:: DATA FOR THE TASK ::

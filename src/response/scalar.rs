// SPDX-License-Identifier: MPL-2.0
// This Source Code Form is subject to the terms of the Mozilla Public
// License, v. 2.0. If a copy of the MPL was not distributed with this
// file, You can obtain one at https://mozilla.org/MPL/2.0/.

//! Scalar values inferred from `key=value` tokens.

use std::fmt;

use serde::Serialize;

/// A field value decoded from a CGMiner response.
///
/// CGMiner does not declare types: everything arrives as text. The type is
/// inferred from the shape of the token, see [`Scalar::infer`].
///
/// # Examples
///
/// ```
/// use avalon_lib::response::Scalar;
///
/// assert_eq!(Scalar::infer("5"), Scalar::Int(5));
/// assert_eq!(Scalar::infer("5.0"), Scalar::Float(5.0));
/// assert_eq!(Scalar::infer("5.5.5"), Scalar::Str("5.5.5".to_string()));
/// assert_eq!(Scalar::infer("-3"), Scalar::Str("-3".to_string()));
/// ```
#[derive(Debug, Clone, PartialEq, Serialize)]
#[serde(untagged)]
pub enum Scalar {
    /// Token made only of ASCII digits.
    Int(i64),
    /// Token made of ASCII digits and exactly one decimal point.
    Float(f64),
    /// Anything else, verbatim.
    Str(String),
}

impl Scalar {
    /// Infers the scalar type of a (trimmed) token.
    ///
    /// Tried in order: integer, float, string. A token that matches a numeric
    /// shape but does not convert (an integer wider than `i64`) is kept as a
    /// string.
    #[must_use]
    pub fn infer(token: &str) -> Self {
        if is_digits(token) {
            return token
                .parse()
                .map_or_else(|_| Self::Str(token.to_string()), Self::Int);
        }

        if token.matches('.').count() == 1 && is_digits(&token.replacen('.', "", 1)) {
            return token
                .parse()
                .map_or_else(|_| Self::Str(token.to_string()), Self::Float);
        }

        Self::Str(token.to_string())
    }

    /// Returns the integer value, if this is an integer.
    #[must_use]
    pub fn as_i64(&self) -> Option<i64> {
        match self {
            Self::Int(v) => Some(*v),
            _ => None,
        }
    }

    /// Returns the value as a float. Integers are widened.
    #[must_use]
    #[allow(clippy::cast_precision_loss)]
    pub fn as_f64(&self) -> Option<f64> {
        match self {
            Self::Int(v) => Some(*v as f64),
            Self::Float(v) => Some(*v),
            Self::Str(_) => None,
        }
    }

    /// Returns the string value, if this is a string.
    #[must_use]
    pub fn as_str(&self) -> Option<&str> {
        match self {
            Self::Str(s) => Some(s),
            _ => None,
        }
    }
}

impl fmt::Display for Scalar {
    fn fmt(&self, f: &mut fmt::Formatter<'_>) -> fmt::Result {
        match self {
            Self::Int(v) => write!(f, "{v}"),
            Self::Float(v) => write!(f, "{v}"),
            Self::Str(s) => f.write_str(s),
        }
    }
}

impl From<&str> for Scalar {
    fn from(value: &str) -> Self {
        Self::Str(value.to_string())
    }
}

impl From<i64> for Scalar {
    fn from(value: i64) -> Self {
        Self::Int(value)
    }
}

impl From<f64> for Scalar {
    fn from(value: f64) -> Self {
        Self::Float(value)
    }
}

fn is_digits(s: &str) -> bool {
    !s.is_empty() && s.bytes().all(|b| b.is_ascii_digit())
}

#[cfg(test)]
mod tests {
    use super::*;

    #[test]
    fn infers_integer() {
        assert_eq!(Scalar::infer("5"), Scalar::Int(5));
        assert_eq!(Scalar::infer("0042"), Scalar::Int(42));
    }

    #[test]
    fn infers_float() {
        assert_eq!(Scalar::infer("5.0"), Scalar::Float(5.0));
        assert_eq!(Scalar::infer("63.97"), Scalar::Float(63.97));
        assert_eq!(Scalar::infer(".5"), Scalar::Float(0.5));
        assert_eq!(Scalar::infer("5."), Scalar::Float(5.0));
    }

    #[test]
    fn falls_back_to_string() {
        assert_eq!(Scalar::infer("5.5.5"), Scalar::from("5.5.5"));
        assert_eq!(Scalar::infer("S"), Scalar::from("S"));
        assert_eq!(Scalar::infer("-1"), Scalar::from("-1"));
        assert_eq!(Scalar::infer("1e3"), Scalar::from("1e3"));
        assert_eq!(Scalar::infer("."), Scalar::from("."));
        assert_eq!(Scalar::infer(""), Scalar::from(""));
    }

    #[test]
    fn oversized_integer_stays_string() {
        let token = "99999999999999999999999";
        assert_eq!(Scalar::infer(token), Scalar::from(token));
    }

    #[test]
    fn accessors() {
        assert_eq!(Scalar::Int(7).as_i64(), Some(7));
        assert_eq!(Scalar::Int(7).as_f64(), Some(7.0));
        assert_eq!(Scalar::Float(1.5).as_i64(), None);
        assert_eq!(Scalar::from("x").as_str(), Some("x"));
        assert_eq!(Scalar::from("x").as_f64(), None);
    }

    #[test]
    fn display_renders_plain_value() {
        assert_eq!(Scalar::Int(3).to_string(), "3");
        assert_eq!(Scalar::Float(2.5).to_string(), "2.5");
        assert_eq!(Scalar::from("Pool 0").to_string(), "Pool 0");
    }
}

:::

▶ [EXERCISE DETAILS]:
Show the lines of the entries that include the string "Returns", copying each in full.

▶ [EXERCISE RESPONSE]:
    /// Returns the integer value, if this is an integer.
    /// Returns the value as a float. Integers are widened.
    /// Returns the string value, if this is a string.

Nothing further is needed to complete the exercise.